ГОСТ 12.4.021–75 労働安全規格体系。換気システム。一般的要求事項
ГОСТ 493–79 無鉛鋳造青銅。銘柄(マーク)
ГОСТ 613–79 錫青銅(スズ青銅)鋳造品。銘柄(マーク)
ГОСТ 1953.1–79 錫青銅。銅の測定方法
ГОСТ 1953.2–79 錫青銅。鉛の測定方法
ГОСТ 1953.3–79 錫青銅。スズの測定方法
ГОСТ 1953.4–79 錫青銅。リンの測定方法
ГОСТ 1953.5–79 錫青銅。ニッケルの測定方法
ГОСТ 1953.6–79 錫青銅。亜鉛の測定方法
ГОСТ 1953.7–79 錫青銅。鉄の測定方法
ГОСТ 1953.8–79 錫青銅。アルミニウムの測定方法
ГОСТ 1953.9–79 錫青銅。ケイ素の測定方法
ГОСТ 1953.10–79 錫青銅。アンチモンの測定方法
ГОСТ 1953.11–79 錫青銅。ビスマスの測定方法
ГОСТ 1953.12–79 錫青銅。硫黄の測定方法
ГОСТ 1953.13–79 錫青銅。マンガンの測定方法
ГОСТ 1953.14–79 錫青銅。マグネシウムの測定方法
ГОСТ 1953.15–79 錫青銅。ヒ素の測定方法
ГОСТ 3282–74 一般用途の低炭素鋼線。技術条件
ГОСТ 3560–73 包装用鋼帯。技術条件
ГОСТ 14192–96 荷物の表示(マーキング)
ГОСТ 14861–91 製造用容器(包装)。タイプ
ГОСТ 15027.1–77 無鉛青銅。銅の測定方法
ГОСТ 15027.2–77 無鉛青銅。アルミニウムの測定方法
ГОСТ 15027.3–77 無鉛青銅。鉄の測定方法
ГОСТ 15027.4–77 無鉛青銅。マンガンの測定方法
ГОСТ 15027.5–77 無鉛青銅。ニッケルの測定方法
ГОСТ 15027.6–77 無鉛青銅。ケイ素の測定方法
ГОСТ 15027.7–77 無鉛青銅。鉛の測定方法
ГОСТ 15027.8–77 無鉛青銅。ヒ素の測定方法
ГОСТ 15027.9–77 無鉛青銅。アンチモンの測定方法
ГОСТ 15027.10–77 無鉛青銅。スズの測定方法
ГОСТ 15027.11–77 無鉛青銅。リンの測定方法
ГОСТ 15027.12–77 無鉛青銅。亜鉛の測定方法
ГОСТ 21140−88 容器。寸法体系
ГОСТ 21399−75 銅・非鉄金属の塊(インゴット)、カソード及びスラブの輸送パッケージ。一般要求事項
ГОСТ 21650−76 輸送パッケージ内の個物貨物の締結用具。一般要求事項
ГОСТ 24231−80 非鉄金属および合金。化学分析用試料の採取および前処理に関する一般要求事項
ГОСТ 26653−90 一般貨物の輸送準備。一般要求事項
3 定義
本規格では、次の用語を以下の定義で用いる:
3.1 スラグ介在物(шлаковые включения): スラグで充填された空洞の形をした欠陥。

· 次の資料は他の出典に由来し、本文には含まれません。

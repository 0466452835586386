//! Physical constants and fixed energy bounds

/// Boltzmann constant (eV/K), CODATA 2018
pub const BOLTZMANN_EV_PER_K: f64 = 8.617_333_262e-5;

/// Exponential term of the U-235 chi spectrum (1/eV)
pub const CHI_A: f64 = 1.036e-6;

/// Sinh term of the U-235 chi spectrum (1/eV)
pub const CHI_B: f64 = 2.29e-6;

/// Default lower edge of the fast region (eV)
pub const FAST_BOUNDARY: f64 = 1.0e6;

/// Upper limit used for the fast region integral (eV)
///
/// The chi spectrum is integrated to here rather than to infinity. The tail
/// above 20 MeV is negligible for the balance.
pub const UPPER_FAST_BOUND: f64 = 2.0e7;

/// Multiple of kT beyond which the Maxwellian is exactly zero in f64
///
/// `exp(-x)` underflows past the smallest subnormal at `x` of about 745.
pub const MAXWELLIAN_UNDERFLOW_KT: f64 = 750.0;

3.2 異物介在物(инородные включения): 基材金属との界面を有する金属または非金属の介在物の形をした欠陥。
3.3 皮膜(плена): 鋳造物表面に生じる金属または酸化物の層の形をした欠陥で、溶湯の静穏性が不十分な注湯時に発生する。
3.4 盛り上がり(наплыв): 基材金属表面への金属の流入による欠陥(肉盛り)。
3.5 湯だまりによる突出(залив): 型継ぎ目の隙間に溶融金属が入り込むことによりチュシカ(塊)上に生じる金属の突出物の形をした欠陥。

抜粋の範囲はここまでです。